• _REQUIRED WORK_
Retype, word for word, every line of the records below starting at the one that contains "bytes_to_bits(bytes, bits)?;" and ending at the one that contains "use rand::Rng;"; include both of those lines and nothing more.

╭─ THE RECORDS

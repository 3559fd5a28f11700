//! Emoji shorthand expansion for markdown documents.
//!
//! A shorthand occurrence is a registered trigger emoji followed by an
//! optional `[label]`, a link in `<...>` or `(...)`, and an optional
//! `{#id .class key=value}` attribute block:
//!
//! ```text
//! 🐦<https://twitter.com/edballs/status/63623585020915713>
//! 📠[Great advice](linkedin.com/posts/someone_title-activity-6957484429954945024-8q95)
//! ⓣ<https://tinyleavesdream.tumblr.com/post/663071895596548096>{.wide}
//! ```
//!
//! [`ShorthandProcessor`] replaces each occurrence with its embed HTML before
//! the document goes through a markdown renderer, and collects the assets
//! the embeds need so they are injected once per document.

mod fence;
mod parser;
mod processor;

pub(crate) use parser::parse_after_emoji;
pub use processor::ShorthandProcessor;
//! Error types for embed rendering.

use crate::Platform;

/// The link does not have the shape the platform's embed needs.
///
/// Only Instagram, LinkedIn, Toot and Tumblr validate their links. Facebook
/// and Tweet accept any string and never return this error.
#[derive(Clone, Debug, PartialEq, Eq, thiserror::Error)]
#[error("malformed {platform} link '{raw_link}': {reason}")]
pub struct MalformedLinkError {
    /// Platform whose embedder rejected the link.
    pub platform: Platform,
    /// Link exactly as it was supplied.
    pub raw_link: String,
    /// What was expected.
    pub reason: &'static str,
}

impl MalformedLinkError {
    pub(crate) fn new(platform: Platform, raw_link: &str, reason: &'static str) -> Self {
        Self {
            platform,
            raw_link: raw_link.to_owned(),
            reason,
        }
    }
}

/// Error raised while populating an [`EmbedRegistry`](crate::EmbedRegistry).
#[derive(Debug, thiserror::Error)]
#[non_exhaustive]
pub enum RegistryError {
    /// Two embedders claim the same trigger emoji.
    #[error("emoji {emoji} is already registered for {existing}, cannot register {rejected}")]
    DuplicateEmoji {
        /// The contested emoji.
        emoji: &'static str,
        /// Platform already holding the emoji.
        existing: Platform,
        /// Platform that was refused.
        rejected: Platform,
    },
}

/// Error raised while expanding shorthand in a document.
#[derive(Debug, thiserror::Error)]
#[non_exhaustive]
pub enum ShorthandError {
    /// A shorthand occurrence carried a link its embedder rejected.
    #[error("line {line}: {source}")]
    MalformedLink {
        /// Line of the offending occurrence (1-indexed).
        line: usize,
        /// Underlying embedder error.
        source: MalformedLinkError,
    },
}
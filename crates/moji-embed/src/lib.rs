//! Social post embeds for emoji link shorthand.
//!
//! This crate turns a trigger emoji plus a post link into the HTML snippet a
//! platform expects for embedding that post:
//!
//! | Emoji | Platform | Output |
//! |---|---|---|
//! | `🅵` | Facebook | post plugin `iframe` |
//! | `📷` | Instagram | `blockquote.instagram-media` |
//! | `📠` | LinkedIn | feed update `iframe` |
//! | `🐘` | Mastodon | `iframe.mastodon-embed` |
//! | `ⓣ` | Tumblr | `div.tumblr-post` |
//! | `🐦` | Twitter | `blockquote.twitter-tweet` |
//!
//! # Architecture
//!
//! - [`LinkEmbedder`]: stateless per-platform strategy described by static
//!   [`EmbedderMeta`]; renders an [`EmbedRequest`] into an [`EmbedResult`] or
//!   fails with [`MalformedLinkError`]
//! - [`EmbedRegistry`]: maps trigger emoji to embedders
//! - [`ShorthandProcessor`]: expands shorthand occurrences in markdown text
//!   and collects the `<script>` assets the embeds need
//!
//! # Example
//!
//! ```
//! use moji_embed::{EmbedRegistry, ShorthandProcessor};
//!
//! let registry = EmbedRegistry::builtin();
//! let mut processor = ShorthandProcessor::new(&registry);
//!
//! let mut html = processor
//!     .process("🐘<https://universeodon.com/@TheTweetOfGod/109597493614530062>")
//!     .unwrap();
//! processor.inject_assets(&mut html);
//!
//! assert!(html.contains("109597493614530062/embed"));
//! assert!(html.contains("toot.wales/embed.js"));
//! ```

mod attrs;
mod embedder;
pub mod embedders;
mod error;
mod escape;
mod registry;
mod request;
mod shorthand;

pub use attrs::EmbedAttributes;
pub use embedder::{EmbedderMeta, LinkEmbedder, Platform};
pub use error::{MalformedLinkError, RegistryError, ShorthandError};
pub use escape::escape_html;
pub use registry::EmbedRegistry;
pub use request::{EmbedRequest, EmbedResult};
pub use shorthand::ShorthandProcessor;
//! Shorthand syntax parsing.
//!
//! Parses what follows a trigger emoji: `[label]<link>{attrs}` or
//! `[label](link){attrs}`, where the label and attribute block are optional.

use crate::{EmbedAttributes, EmbedRequest};

/// Emoji presentation selector, often typed after an emoji.
const VARIATION_SELECTOR: char = '\u{fe0f}';

/// Fields captured from one shorthand occurrence.
#[derive(Debug, PartialEq, Eq)]
pub(crate) struct ParsedShorthand {
    pub(crate) label: String,
    pub(crate) link: String,
    pub(crate) attrs: EmbedAttributes,
}

impl ParsedShorthand {
    pub(crate) fn into_request(self, emoji: &str) -> EmbedRequest {
        EmbedRequest::new(emoji, self.link)
            .with_label(self.label)
            .with_attributes(self.attrs)
    }
}

/// Parse the text directly after a trigger emoji.
///
/// Returns the parsed fields and the number of bytes consumed, or `None` if
/// no link follows (the emoji is then plain text).
pub(crate) fn parse_after_emoji(s: &str) -> Option<(ParsedShorthand, usize)> {
    let mut pos = s
        .strip_prefix(VARIATION_SELECTOR)
        .map_or(0, |_| VARIATION_SELECTOR.len_utf8());

    let mut label = "";
    if s[pos..].starts_with('[') {
        let (content, consumed) = parse_delimited(&s[pos..], '[', ']')?;
        label = content;
        pos += consumed;
    }

    let link = match s[pos..].chars().next()? {
        '<' => {
            let end = s[pos..].find('>')?;
            let link = &s[pos + 1..pos + end];
            pos += end + 1;
            link
        }
        '(' => {
            let (content, consumed) = parse_delimited(&s[pos..], '(', ')')?;
            pos += consumed;
            content
        }
        _ => return None,
    };

    let mut attrs = EmbedAttributes::default();
    if s[pos..].starts_with('{')
        && let Some(end) = s[pos..].find('}')
    {
        attrs = EmbedAttributes::parse(&s[pos + 1..pos + end]);
        pos += end + 1;
    }

    let parsed = ParsedShorthand {
        label: label.to_owned(),
        link: link.trim().to_owned(),
        attrs,
    };
    Some((parsed, pos))
}

/// Parse a balanced `open ... close` group at the start of `s`.
///
/// Returns the inner content and the bytes consumed, including delimiters.
fn parse_delimited(s: &str, open: char, close: char) -> Option<(&str, usize)> {
    let mut depth = 0usize;

    for (i, c) in s.char_indices() {
        if c == open {
            depth += 1;
        } else if c == close {
            depth -= 1;
            if depth == 0 {
                return Some((&s[open.len_utf8()..i], i + close.len_utf8()));
            }
        }
    }

    None
}
//! moji CLI - social post embeds from emoji shorthand.
//!
//! Provides commands for:
//! - `render`: Expand shorthand in a markdown document and render it to HTML
//! - `embed`: Render a single emoji + link pair
//! - `list`: Show the registered embedders

mod commands;
mod error;
mod output;

use clap::{Parser, Subcommand};
use tracing_subscriber::EnvFilter;

use commands::{EmbedArgs, ListArgs, RenderArgs};
use output::Output;

/// moji - social post embeds from emoji shorthand.
#[derive(Parser)]
#[command(name = "moji", version, about)]
struct Cli {
    /// Enable info-level logging (otherwise RUST_LOG is used).
    #[arg(short, long, global = true)]
    verbose: bool,

    #[command(subcommand)]
    command: Commands,
}

#[derive(Subcommand)]
enum Commands {
    /// Expand shorthand in a markdown document.
    Render(RenderArgs),
    /// Render a single shorthand.
    Embed(EmbedArgs),
    /// List registered embedders.
    List(ListArgs),
}

fn main() {
    let cli = Cli::parse();
    let output = Output::new();

    // --verbose enables INFO level, otherwise use RUST_LOG or default to WARN
    let filter = if cli.verbose {
        EnvFilter::new("info")
    } else {
        EnvFilter::from_default_env()
    };
    tracing_subscriber::fmt()
        .with_env_filter(filter)
        .with_writer(std::io::stderr)
        .init();

    let result = match cli.command {
        Commands::Render(args) => args.execute(),
        Commands::Embed(args) => args.execute(),
        Commands::List(args) => args.execute(),
    };

    if let Err(err) = result {
        output.error(&format!("Error: {err}"));
        std::process::exit(1);
    }
}
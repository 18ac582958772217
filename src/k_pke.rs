use crate::byte_fns::{byte_decode, byte_encode};
use crate::errors::Error;
use crate::helpers::{
    compress_poly, decompress_poly, dot_prod, ensure, g, mat_t_vec_mul, mat_vec_mul, poly_add,
    prf, vec_add, vec_sub, xof,
};
use crate::ntt::{ntt, ntt_inv};
use crate::sampling::{sample_ntt, sample_poly_cbd};
use crate::types::{Poly, Zq};


/// Expands the public matrix `A_hat` from the 32-byte seed rho, shared by
/// key generation (steps 3-7) and encryption (steps 4-8). Entry `(i, j)` is
/// seeded by `rho || j || i`; the byte order is part of the wire contract.
#[allow(clippy::cast_possible_truncation)]
fn expand_a<const K: usize>(rho: &[u8; 32]) -> [[Poly; K]; K] {
    core::array::from_fn(|i| core::array::from_fn(|j| sample_ntt(xof(rho, j as u8, i as u8))))
}


/// Algorithm 13 `K-PKE.KeyGen(d)` on page 29.
/// Derives an encryption/decryption key pair deterministically from the
/// 32-byte seed `d`.
///
/// Output: `ek_pke` of `384 * K + 32` bytes holding `ByteEncode_12(t_hat)`
/// followed by rho, and `dk_pke` of `384 * K` bytes holding
/// `ByteEncode_12(s_hat)`.
#[allow(clippy::similar_names)]
pub(crate) fn k_pke_key_gen<const K: usize, const ETA1_64: usize>(
    eta1: u32, d: &[u8; 32], ek_pke: &mut [u8], dk_pke: &mut [u8],
) -> Result<(), Error> {
    ensure!(ek_pke.len() == 384 * K + 32, Error::InvalidLength);
    ensure!(dk_pke.len() == 384 * K, Error::InvalidLength);

    // 1: (rho, sigma) <- G(d || k); the single byte k separates parameter sets
    let mut seed = [0u8; 33];
    seed[0..32].copy_from_slice(d);
    seed[32] = K.to_le_bytes()[0];
    let (rho, sigma) = g(&[&seed]);

    // 3-7: A_hat straight into the NTT basis, directly from rho
    let a_hat = expand_a::<K>(&rho);

    // 8-15: secrets and errors from CBD_eta1, each off a fresh PRF stream,
    // 16-17: then through the NTT
    let mut n = 0u8;
    let mut s_hat = [[Zq::ZERO; 256]; K];
    for s_i in &mut s_hat {
        *s_i = ntt(&sample_poly_cbd(&prf::<ETA1_64>(&sigma, n), eta1)?);
        n += 1;
    }
    let mut e_hat = [[Zq::ZERO; 256]; K];
    for e_i in &mut e_hat {
        *e_i = ntt(&sample_poly_cbd(&prf::<ETA1_64>(&sigma, n), eta1)?);
        n += 1;
    }

    // 18: t_hat <- A_hat o s_hat + e_hat
    let t_hat = vec_add(&mat_vec_mul(&a_hat, &s_hat), &e_hat);

    // 19: ek_pke <- ByteEncode_12(t_hat) || rho
    for (i, chunk) in ek_pke.chunks_mut(384).enumerate().take(K) {
        byte_encode(12, &t_hat[i], chunk)?;
    }
    ek_pke[384 * K..].copy_from_slice(&rho);

    // 20: dk_pke <- ByteEncode_12(s_hat)
    for (i, chunk) in dk_pke.chunks_mut(384).enumerate() {
        byte_encode(12, &s_hat[i], chunk)?;
    }
    Ok(())
}


/// Algorithm 14 `K-PKE.Encrypt(ek_pke, m, r)` on page 30.
/// Encrypts a 32-byte message under the encryption key, with all randomness
/// expanded from the 32-byte seed `r`. Noise widths: `eta1` for the secret
/// vector y, `eta2` for the errors e1 and e2.
#[allow(clippy::many_single_char_names, clippy::similar_names, clippy::too_many_arguments)]
pub(crate) fn k_pke_encrypt<const K: usize, const ETA1_64: usize, const ETA2_64: usize>(
    du: u32, dv: u32, eta1: u32, eta2: u32, ek_pke: &[u8], m: &[u8; 32], r: &[u8; 32],
    ct: &mut [u8],
) -> Result<(), Error> {
    ensure!(ek_pke.len() == 384 * K + 32, Error::InvalidLength);
    ensure!(ct.len() == 32 * (du as usize * K + dv as usize), Error::InvalidLength);

    // 2: t_hat <- ByteDecode_12(ek_pke[0 : 384k]), rejecting unreduced fields
    let mut t_hat = [[Zq::ZERO; 256]; K];
    for (i, chunk) in ek_pke.chunks(384).enumerate().take(K) {
        t_hat[i] = byte_decode(12, chunk)?;
    }

    // 3: rho <- ek_pke[384k : 384k + 32]
    let mut rho = [0u8; 32];
    rho.copy_from_slice(&ek_pke[384 * K..]);

    // 4-8: regenerate A_hat exactly as key generation built it
    let a_hat = expand_a::<K>(&rho);

    // 9-12: y from CBD_eta1, 18: straight through the NTT
    let mut n = 0u8;
    let mut y_hat = [[Zq::ZERO; 256]; K];
    for y_i in &mut y_hat {
        *y_i = ntt(&sample_poly_cbd(&prf::<ETA1_64>(r, n), eta1)?);
        n += 1;
    }

    // 13-16: e1 from CBD_eta2, kept in the standard basis
    let mut e1 = [[Zq::ZERO; 256]; K];
    for e_i in &mut e1 {
        *e_i = sample_poly_cbd(&prf::<ETA2_64>(r, n), eta2)?;
        n += 1;
    }

    // 17: e2 from CBD_eta2
    let e2 = sample_poly_cbd(&prf::<ETA2_64>(r, n), eta2)?;

    // 19: u <- NTT^-1(A_hat^T o y_hat) + e1
    let mut u = mat_t_vec_mul(&a_hat, &y_hat);
    for u_i in &mut u {
        *u_i = ntt_inv(u_i);
    }
    u = vec_add(&u, &e1);

    // 20: mu <- Decompress_1(ByteDecode_1(m)); the message rides in as 256
    // one-bit coefficients scaled to q/2
    let mut mu = byte_decode(1, m)?;
    decompress_poly(1, &mut mu);

    // 21: v <- NTT^-1(t_hat^T o y_hat) + e2 + mu
    let mut v = poly_add(&poly_add(&ntt_inv(&dot_prod(&t_hat, &y_hat)), &e2), &mu);

    // 22: c1 <- ByteEncode_du(Compress_du(u)), K blocks
    let step = 32 * du as usize;
    for (i, chunk) in ct.chunks_mut(step).enumerate().take(K) {
        compress_poly(du, &mut u[i]);
        byte_encode(du, &u[i], chunk)?;
    }

    // 23: c2 <- ByteEncode_dv(Compress_dv(v))
    compress_poly(dv, &mut v);
    byte_encode(dv, &v, &mut ct[K * step..])?;

    // 24: c is c1 || c2, already in place
    Ok(())
}


/// Algorithm 15 `K-PKE.Decrypt(dk_pke, c)` on page 31.
/// Recovers the 32-byte message from a ciphertext. The result is exact as
/// long as the accumulated noise stays below q/4 per coefficient, which holds
/// except with negligible probability for honestly produced inputs.
pub(crate) fn k_pke_decrypt<const K: usize>(
    du: u32, dv: u32, dk_pke: &[u8], ct: &[u8],
) -> Result<[u8; 32], Error> {
    ensure!(dk_pke.len() == 384 * K, Error::InvalidLength);
    ensure!(ct.len() == 32 * (du as usize * K + dv as usize), Error::InvalidLength);

    // 1-2: split c into the compressed vector part and the compressed scalar
    let (c1, c2) = ct.split_at(32 * du as usize * K);

    // 3: u' <- Decompress_du(ByteDecode_du(c1)), then back into the NTT basis
    let mut u_hat = [[Zq::ZERO; 256]; K];
    for (i, chunk) in c1.chunks(32 * du as usize).enumerate() {
        let mut u_i = byte_decode(du, chunk)?;
        decompress_poly(du, &mut u_i);
        u_hat[i] = ntt(&u_i);
    }

    // 4: v' <- Decompress_dv(ByteDecode_dv(c2))
    let mut v = byte_decode(dv, c2)?;
    decompress_poly(dv, &mut v);

    // 5: s_hat <- ByteDecode_12(dk_pke)
    let mut s_hat = [[Zq::ZERO; 256]; K];
    for (i, chunk) in dk_pke.chunks(384).enumerate() {
        s_hat[i] = byte_decode(12, chunk)?;
    }

    // 6: w <- v' - NTT^-1(s_hat^T o NTT(u'))
    let mut w = vec_sub(&[v], &[ntt_inv(&dot_prod(&s_hat, &u_hat))])[0];

    // 7: m <- ByteEncode_1(Compress_1(w))
    compress_poly(1, &mut w);
    let mut m = [0u8; 32];
    byte_encode(1, &w, &mut m)?;
    Ok(m)
}
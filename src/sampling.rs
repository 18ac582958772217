use sha3::digest::XofReader;

use crate::byte_fns::bytes_to_bits;
use crate::errors::Error;
use crate::helpers::ensure;
use crate::types::{Poly, Zq};
use crate::Q;


/// Algorithm 7 `SampleNTT(B)` on page 23.
/// Rejection-samples a uniform NTT-basis polynomial from a SHAKE-128 stream,
/// pulling three bytes at a time for two 12-bit candidates. Byte consumption
/// is data-dependent with no fixed upper count, which is why this takes an
/// incremental `XofReader` rather than a preallocated buffer. The loop shape
/// depends only on the public matrix seed.
#[must_use]
#[allow(clippy::cast_possible_truncation)]
pub(crate) fn sample_ntt(mut reader: impl XofReader) -> Poly {
    let mut a_hat = [Zq::ZERO; 256];
    let mut c = [0u8; 3];
    let mut j = 0usize;
    while j < 256 {
        reader.read(&mut c);

        // d1 <- C[0] + 256 * (C[1] mod 16); d2 <- C[1] / 16 + 16 * C[2]
        let d1 = u32::from(c[0]) + 256 * (u32::from(c[1]) & 0x0F);
        let d2 = (u32::from(c[1]) >> 4) + 16 * u32::from(c[2]);

        if d1 < Q {
            a_hat[j] = Zq::new(d1 as u16);
            j += 1;
        }
        if (d2 < Q) & (j < 256) {
            a_hat[j] = Zq::new(d2 as u16);
            j += 1;
        }
    }
    a_hat
}


/// Algorithm 8 `SamplePolyCBD_eta(B)` on page 23.
/// Maps `64 * eta` PRF bytes onto a polynomial whose coefficients follow the
/// centered binomial distribution on `[-eta, eta]`, reduced mod q: each
/// coefficient is the difference of two eta-bit popcounts.
pub(crate) fn sample_poly_cbd(bytes: &[u8], eta: u32) -> Result<Poly, Error> {
    ensure!((eta == 2) | (eta == 3), Error::InvalidParameter);
    let eta = eta as usize;
    ensure!(bytes.len() == 64 * eta, Error::InvalidLength);

    let mut bits = [0u8; 512 * 3];
    let bits = &mut bits[..512 * eta];
    bytes_to_bits(bytes, bits)?;

    let mut f = [Zq::ZERO; 256];
    for (i, coeff) in f.iter_mut().enumerate() {
        let base = 2 * i * eta;
        let mut x = 0u16;
        let mut y = 0u16;
        for j in 0..eta {
            x += u16::from(bits[base + j]);
            y += u16::from(bits[base + eta + j]);
        }
        *coeff = Zq::new(x).sub(Zq::new(y));
    }
    Ok(f)
}
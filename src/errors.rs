//! Error cases surfaced by the fallible operations of this crate.

use core::fmt;

/// Everything a K-PKE operation can report. All operations are deterministic
/// given their inputs, so none of these is retryable; the caller either fixes
/// the input or gives up.
#[derive(Clone, Copy, Debug, Eq, PartialEq)]
pub enum Error {
    /// A byte input's length does not match the declared parameter set.
    /// Raised before any arithmetic touches the input.
    InvalidLength,
    /// A 12-bit field decoded to a value in `[q, 4096)`; encryption and
    /// decryption keys must carry fully reduced coefficients.
    InvalidCoefficient,
    /// A bit width `d` outside `[1, 12]` for encode/decode, or a centered
    /// binomial `eta` outside `{2, 3}`.
    InvalidParameter,
    /// The external randomness source failed to supply bytes.
    RandomSource,
}

impl fmt::Display for Error {
    fn fmt(&self, f: &mut fmt::Formatter<'_>) -> fmt::Result {
        match self {
            Error::InvalidLength => f.write_str("input length does not match the parameter set"),
            Error::InvalidCoefficient => f.write_str("decoded coefficient is not reduced mod q"),
            Error::InvalidParameter => f.write_str("bit width or eta out of range"),
            Error::RandomSource => f.write_str("random number generator failed"),
        }
    }
}
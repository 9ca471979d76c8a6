//! Random workload generation.
//!
//! Produces valid workloads for stress runs and property tests. Pass a
//! seeded RNG (e.g. `SmallRng::seed_from_u64`) for reproducible output.

use rand::Rng;

use crate::loader::Workload;

/// Parameters for random workloads.
#[derive(Debug, Clone, Copy, PartialEq, Eq)]
pub struct WorkloadGenerator {
    /// Number of processes.
    pub count: usize,
    /// Arrival times are drawn from `0..=max_arrival`.
    pub max_arrival: i64,
    /// Burst times are drawn from `1..=max_burst`.
    pub max_burst: i64,
    /// Round-Robin quantum of the generated workload.
    pub quantum: i64,
}

impl Default for WorkloadGenerator {
    fn default() -> Self {
        Self {
            count: 8,
            max_arrival: 20,
            max_burst: 10,
            quantum: 4,
        }
    }
}

impl WorkloadGenerator {
    /// Creates a generator for `count` processes with default ranges.
    pub fn new(count: usize) -> Self {
        Self {
            count,
            ..Default::default()
        }
    }

    /// Sets the latest arrival time.
    pub fn with_max_arrival(mut self, max_arrival: i64) -> Self {
        self.max_arrival = max_arrival;
        self
    }

    /// Sets the longest burst time.
    pub fn with_max_burst(mut self, max_burst: i64) -> Self {
        self.max_burst = max_burst;
        self
    }

    /// Sets the quantum.
    pub fn with_quantum(mut self, quantum: i64) -> Self {
        self.quantum = quantum;
        self
    }

    /// Draws a workload. Out-of-range parameters are clamped so the
    /// result always validates.
    pub fn generate<R: Rng>(&self, rng: &mut R) -> Workload {
        let max_arrival = self.max_arrival.max(0);
        let max_burst = self.max_burst.max(1);
        let records: Vec<(i64, i64)> = (0..self.count.max(1))
            .map(|_| {
                (
                    rng.random_range(0..=max_arrival),
                    rng.random_range(1..=max_burst),
                )
            })
            .collect();
        Workload::new(self.quantum.max(1), records)
    }
}
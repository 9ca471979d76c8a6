//! CPU scheduling domain models.
//!
//! Provides the data types shared by every scheduling discipline:
//! processes, the canonical process set, and the Gantt chart a run
//! produces.
//!
//! # Lifecycle
//!
//! | Stage | Type |
//! |-------|------|
//! | Input records | `ProcessSet` |
//! | Per-run working copy | `Vec<Process>` from `ProcessSet::snapshot` |
//! | Execution trace | `GanttChart` of `GanttEntry` |

mod gantt;
mod process;
mod process_set;

pub use gantt::{GanttChart, GanttEntry};
pub use process::Process;
pub use process_set::ProcessSet;
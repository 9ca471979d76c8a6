//! Canonical process set.
//!
//! Holds the input records in id order. Algorithms never mutate it
//! directly: each run takes a [`ProcessSet::snapshot`], and completion
//! times are written back with [`ProcessSet::merge_finish_times`] once the
//! run is over.

use serde::{Deserialize, Serialize};

use super::Process;

/// The process records of a workload, indexed by `id - 1`.
#[derive(Debug, Clone, Default, PartialEq, Eq, Serialize, Deserialize)]
pub struct ProcessSet {
    processes: Vec<Process>,
}

impl ProcessSet {
    /// Builds a set from `(arrival, burst)` pairs, assigning ids 1..=N in order.
    pub fn from_records<I>(records: I) -> Self
    where
        I: IntoIterator<Item = (i64, i64)>,
    {
        let processes = records
            .into_iter()
            .enumerate()
            .map(|(idx, (arrival, burst))| Process::new(idx + 1, arrival, burst))
            .collect();
        Self { processes }
    }

    /// Number of processes.
    pub fn len(&self) -> usize {
        self.processes.len()
    }

    /// Whether the set is empty.
    pub fn is_empty(&self) -> bool {
        self.processes.is_empty()
    }

    /// Looks up a process by its 1-based id.
    pub fn get(&self, id: usize) -> Option<&Process> {
        id.checked_sub(1).and_then(|idx| self.processes.get(idx))
    }

    /// Iterates processes in id order.
    pub fn iter(&self) -> std::slice::Iter<'_, Process> {
        self.processes.iter()
    }

    /// Sum of all burst times.
    pub fn total_burst_time(&self) -> i64 {
        self.processes.iter().map(|p| p.burst_time).sum()
    }

    /// Returns an independent copy with every process reset to its
    /// pre-run state.
    pub fn snapshot(&self) -> Vec<Process> {
        self.processes
            .iter()
            .cloned()
            .map(|mut p| {
                p.reset();
                p
            })
            .collect()
    }

    /// Overwrites canonical finish and remaining times from a completed run.
    ///
    /// Records whose id is not part of this set are ignored.
    pub fn merge_finish_times(&mut self, finished: &[Process]) {
        for run_state in finished {
            if let Some(slot) = run_state
                .id
                .checked_sub(1)
                .and_then(|idx| self.processes.get_mut(idx))
            {
                slot.finish_time = run_state.finish_time;
                slot.remaining_time = run_state.remaining_time;
            }
        }
    }
}

impl<'a> IntoIterator for &'a ProcessSet {
    type Item = &'a Process;
    type IntoIter = std::slice::Iter<'a, Process>;

    fn into_iter(self) -> Self::IntoIter {
        self.iter()
    }
}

╰─

• _SOLUTION FOR THIS PROBLEM_
    bytes_to_bits(bytes, bits)?;

    let mut f = [Zq::ZERO; 256];
    for (i, coeff) in f.iter_mut().enumerate() {
        let base = 2 * i * eta;
        let mut x = 0u16;
        let mut y = 0u16;
        for j in 0..eta {
            x += u16::from(bits[base + j]);
            y += u16::from(bits[base + eta + j]);
        }
        *coeff = Zq::new(x).sub(Zq::new(y));
    }
    Ok(f)
}
filename src/errors.rs
//! Error cases surfaced by the fallible operations of this crate.

use core::fmt;

/// Everything a K-PKE operation can report. All operations are deterministic
/// given their inputs, so none of these is retryable; the caller either fixes
/// the input or gives up.
#[derive(Clone, Copy, Debug, Eq, PartialEq)]
pub enum Error {
    /// A byte input's length does not match the declared parameter set.
    /// Raised before any arithmetic touches the input.
    InvalidLength,
    /// A 12-bit field decoded to a value in `[q, 4096)`; encryption and
    /// decryption keys must carry fully reduced coefficients.
    InvalidCoefficient,
    /// A bit width `d` outside `[1, 12]` for encode/decode, or a centered
    /// binomial `eta` outside `{2, 3}`.
    InvalidParameter,
    /// The external randomness source failed to supply bytes.
    RandomSource,
}

impl fmt::Display for Error {
    fn fmt(&self, f: &mut fmt::Formatter<'_>) -> fmt::Result {
        match self {
            Error::InvalidLength => f.write_str("input length does not match the parameter set"),
            Error::InvalidCoefficient => f.write_str("decoded coefficient is not reduced mod q"),
            Error::InvalidParameter => f.write_str("bit width or eta out of range"),
            Error::RandomSource => f.write_str("random number generator failed"),
        }
    }
}
repository 9ca471979d76c8a6
//! Random workload generation.
//!
//! Produces valid workloads for stress runs and property tests. Pass a
//! seeded RNG (e.g. `SmallRng::seed_from_u64`) for reproducible output.

use rand::Rng;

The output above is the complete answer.